» Work instruction
A bare number is the expected answer: the count of lines in the data holding "reason".

» Entries provided
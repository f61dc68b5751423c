use std::collections::BTreeMap;
use std::collections::HashMap;
use std::path::Path;

use derive_more::Deref;
use serde::Deserialize;
use serde::Serialize;

use crate::HeaderContext;
use crate::HeaderError;
use crate::config::HeaderConfig;
use crate::diagnostics::Component;
use crate::diagnostics::DiagnosticSink;

/// The rule table shipped with the crate.
pub const BUILTIN_RULES: &str = include_str!("languages.json");

/// One entry of the comment rule table.
#[derive(Debug, Clone, PartialEq, Eq, Serialize)]
pub struct CommentStyleRule {
	/// Lowercased language identifiers, in declared order.
	pub languages: Vec<String>,
	/// Normalized extensions (lowercase, no leading dot) per language.
	pub extensions: BTreeMap<String, Vec<String>>,
	pub single_line: Vec<String>,
	/// Empty, or `[opener, closer]`, or `[opener, middle, closer]`.
	pub multi_line: Vec<String>,
	/// Ask which single-line token to use when several exist.
	pub prompt_comment_opening_type: bool,
}

impl CommentStyleRule {
	/// Extensions registered under `language`.
	pub fn extensions_for(&self, language: &str) -> &[String] {
		self.extensions.get(language).map_or(&[], Vec::as_slice)
	}
}

#[derive(Debug, Deserialize)]
struct RawRuleSource {
	langs: Vec<serde_json::Value>,
}

#[derive(Debug, Deserialize)]
#[serde(rename_all = "camelCase")]
struct RawRule {
	langs: Vec<String>,
	#[serde(default)]
	file_extensions: BTreeMap<String, Vec<String>>,
	#[serde(default)]
	single_line: Vec<String>,
	#[serde(default)]
	multi_line: Vec<String>,
	#[serde(default, rename = "prompt_comment_opening_type")]
	prompt_comment_opening_type: bool,
}

/// Lowercase an extension and strip any leading dots.
pub fn normalize_extension(extension: &str) -> String {
	extension.trim().trim_start_matches('.').to_ascii_lowercase()
}

/// A validated rule table, indexed by language and extension.
///
/// The table dereferences to its rules in declared order.
#[derive(Debug, Clone, Default, Deref)]
pub struct RuleTable {
	#[deref]
	rules: Vec<CommentStyleRule>,
	/// Language identifier to the first rule declaring it.
	language_index: HashMap<String, usize>,
	/// Extension to the first rule and language registering it.
	extension_index: HashMap<String, (usize, String)>,
}

impl RuleTable {
	/// Build the index for an already validated list of rules.
	pub fn from_rules(rules: Vec<CommentStyleRule>) -> Self {
		let mut language_index = HashMap::new();
		let mut extension_index = HashMap::new();

		for (index, rule) in rules.iter().enumerate() {
			for language in &rule.languages {
				language_index.entry(language.clone()).or_insert(index);
			}
			for language in &rule.languages {
				for extension in rule.extensions_for(language) {
					extension_index
						.entry(extension.clone())
						.or_insert_with(|| (index, language.clone()));
				}
			}
		}

		Self {
			rules,
			language_index,
			extension_index,
		}
	}

	/// The table compiled into the crate.
	pub fn builtin(sink: &dyn DiagnosticSink) -> Self {
		Self::from_json(BUILTIN_RULES, "built-in rules", sink)
	}

	/// Read a rule source from disk. Failures degrade to an empty table.
	pub fn load(path: &Path, sink: &dyn DiagnosticSink) -> Self {
		tracing::debug!(path = %path.display(), "loading comment rules");
		match std::fs::read_to_string(path) {
			Ok(content) => Self::from_json(&content, &path.display().to_string(), sink),
			Err(e) => {
				let error = HeaderError::RuleLoad {
					source_name: path.display().to_string(),
					reason: e.to_string(),
				};
				sink.error(Component::RuleResolver, &error.to_string());
				Self::default()
			}
		}
	}

	/// The table selected by `[comments].rules`, relative to `root`, or the
	/// built-in table.
	pub fn for_config(config: &HeaderConfig, root: &Path, sink: &dyn DiagnosticSink) -> Self {
		match &config.comments.rules {
			Some(path) => Self::load(&root.join(path), sink),
			None => Self::builtin(sink),
		}
	}

	/// Parse and validate a JSON rule source. A malformed top level yields an
	/// empty table; malformed entries are skipped individually.
	pub fn from_json(content: &str, source_name: &str, sink: &dyn DiagnosticSink) -> Self {
		let source: RawRuleSource = match serde_json::from_str(content) {
			Ok(source) => source,
			Err(e) => {
				let error = HeaderError::RuleLoad {
					source_name: source_name.to_string(),
					reason: e.to_string(),
				};
				sink.error(Component::RuleResolver, &error.to_string());
				return Self::default();
			}
		};

		let mut rules = Vec::with_capacity(source.langs.len());
		for (index, value) in source.langs.into_iter().enumerate() {
			let validated = serde_json::from_value::<RawRule>(value)
				.map_err(|e| e.to_string())
				.and_then(|raw| validate_rule(raw, index, sink));

			match validated {
				Ok(rule) => rules.push(rule),
				Err(reason) => {
					let error = HeaderError::InvalidRule { index, reason };
					sink.warning(Component::RuleResolver, &error.to_string());
				}
			}
		}

		Self::from_rules(rules)
	}

	/// Find the winning rule for a language identifier and extension,
	/// returning its index and the matched language name.
	///
	/// Equivalent to walking the table in order where, inside each rule, a
	/// language match is checked before any extension match.
	pub fn find(&self, language_id: &str, extension: Option<&str>) -> Option<(usize, &str)> {
		let language_id = language_id.trim().to_ascii_lowercase();
		let by_language = self.language_index.get(&language_id).copied();
		let by_extension = extension
			.map(normalize_extension)
			.filter(|ext| !ext.is_empty())
			.and_then(|ext| self.extension_index.get(&ext));

		match (by_language, by_extension) {
			(Some(lang_idx), Some((ext_idx, name))) if *ext_idx < lang_idx => {
				Some((*ext_idx, name.as_str()))
			}
			(Some(lang_idx), _) => {
				let name = self.rules[lang_idx]
					.languages
					.iter()
					.find(|name| **name == language_id)?;
				Some((lang_idx, name.as_str()))
			}
			(None, Some((ext_idx, name))) => Some((*ext_idx, name.as_str())),
			(None, None) => None,
		}
	}
}

fn validate_rule(
	raw: RawRule,
	index: usize,
	sink: &dyn DiagnosticSink,
) -> Result<CommentStyleRule, String> {
	let languages: Vec<String> = raw
		.langs
		.iter()
		.map(|lang| lang.trim().to_ascii_lowercase())
		.collect();

	if languages.is_empty() {
		return Err("no language identifiers".to_string());
	}
	if languages.iter().any(String::is_empty) {
		return Err("empty language identifier".to_string());
	}
	if !matches!(raw.multi_line.len(), 0 | 2 | 3) {
		return Err(format!(
			"multiLine must hold 2 or 3 tokens, found {}",
			raw.multi_line.len()
		));
	}
	if raw
		.single_line
		.iter()
		.chain(&raw.multi_line)
		.any(|token| token.is_empty())
	{
		return Err("empty comment token".to_string());
	}

	let mut extensions = BTreeMap::new();
	for (language, list) in raw.file_extensions {
		let language = language.trim().to_ascii_lowercase();
		if !languages.contains(&language) {
			sink.warning(
				Component::RuleResolver,
				&format!(
					"rule #{index}: extensions registered for undeclared language `{language}` are \
					 ignored"
				),
			);
			continue;
		}

		let normalized: Vec<String> = list
			.iter()
			.map(|ext| normalize_extension(ext))
			.filter(|ext| !ext.is_empty())
			.collect();
		extensions.insert(language, normalized);
	}

	Ok(CommentStyleRule {
		languages,
		extensions,
		single_line: raw.single_line,
		multi_line: raw.multi_line,
		prompt_comment_opening_type: raw.prompt_comment_opening_type,
	})
}

/// The comment tokens chosen for one document.
#[derive(Debug, Clone, Default, PartialEq, Eq, Serialize)]
pub struct ResolvedCommentStyle {
	/// Matched language name, `None` when no rule matched.
	pub language: Option<String>,
	pub single_line: Vec<String>,
	pub multi_line: Vec<String>,
	pub prompt_comment_opening_type: bool,
}

impl ResolvedCommentStyle {
	pub fn is_resolved(&self) -> bool {
		self.language.is_some()
	}

	/// The language name, or `"unresolved"`.
	pub fn language_name(&self) -> &str {
		self.language.as_deref().unwrap_or("unresolved")
	}
}

/// Maps a language identifier and extension to a comment style.
pub struct LanguageRuleResolver<'a> {
	rules: &'a RuleTable,
	config: &'a HeaderConfig,
	sink: &'a dyn DiagnosticSink,
}

impl<'a> LanguageRuleResolver<'a> {
	pub fn new(ctx: &HeaderContext<'a>) -> Self {
		Self {
			rules: ctx.rules,
			config: ctx.config,
			sink: ctx.sink,
		}
	}

	/// Resolve the comment style, then apply any configured override for the
	/// matched language. An unmatched document yields an empty style.
	pub fn resolve(&self, language_id: &str, extension: Option<&str>) -> ResolvedCommentStyle {
		let Some((index, language)) = self.rules.find(language_id, extension) else {
			let error = HeaderError::UnresolvedLanguage {
				language: language_id.to_string(),
				extension: extension.map(normalize_extension).unwrap_or_default(),
			};
			self.sink
				.warning(Component::RuleResolver, &error.to_string());
			return ResolvedCommentStyle::default();
		};

		let rule = &self.rules[index];
		let mut style = ResolvedCommentStyle {
			language: Some(language.to_string()),
			single_line: rule.single_line.clone(),
			multi_line: rule.multi_line.clone(),
			prompt_comment_opening_type: rule.prompt_comment_opening_type,
		};
		self.sink.debug(
			Component::RuleResolver,
			&format!("`{language_id}` resolved to `{language}` (rule #{index})"),
		);

		if let Some(entry) = self.config.language(language) {
			if let Some(single_line) = &entry.single_line {
				style.single_line = single_line.to_vec();
			}
			if let Some(multi_line) = &entry.multi_line {
				style.multi_line = multi_line.to_vec();
			}
		}

		style
	}
}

» Output below
4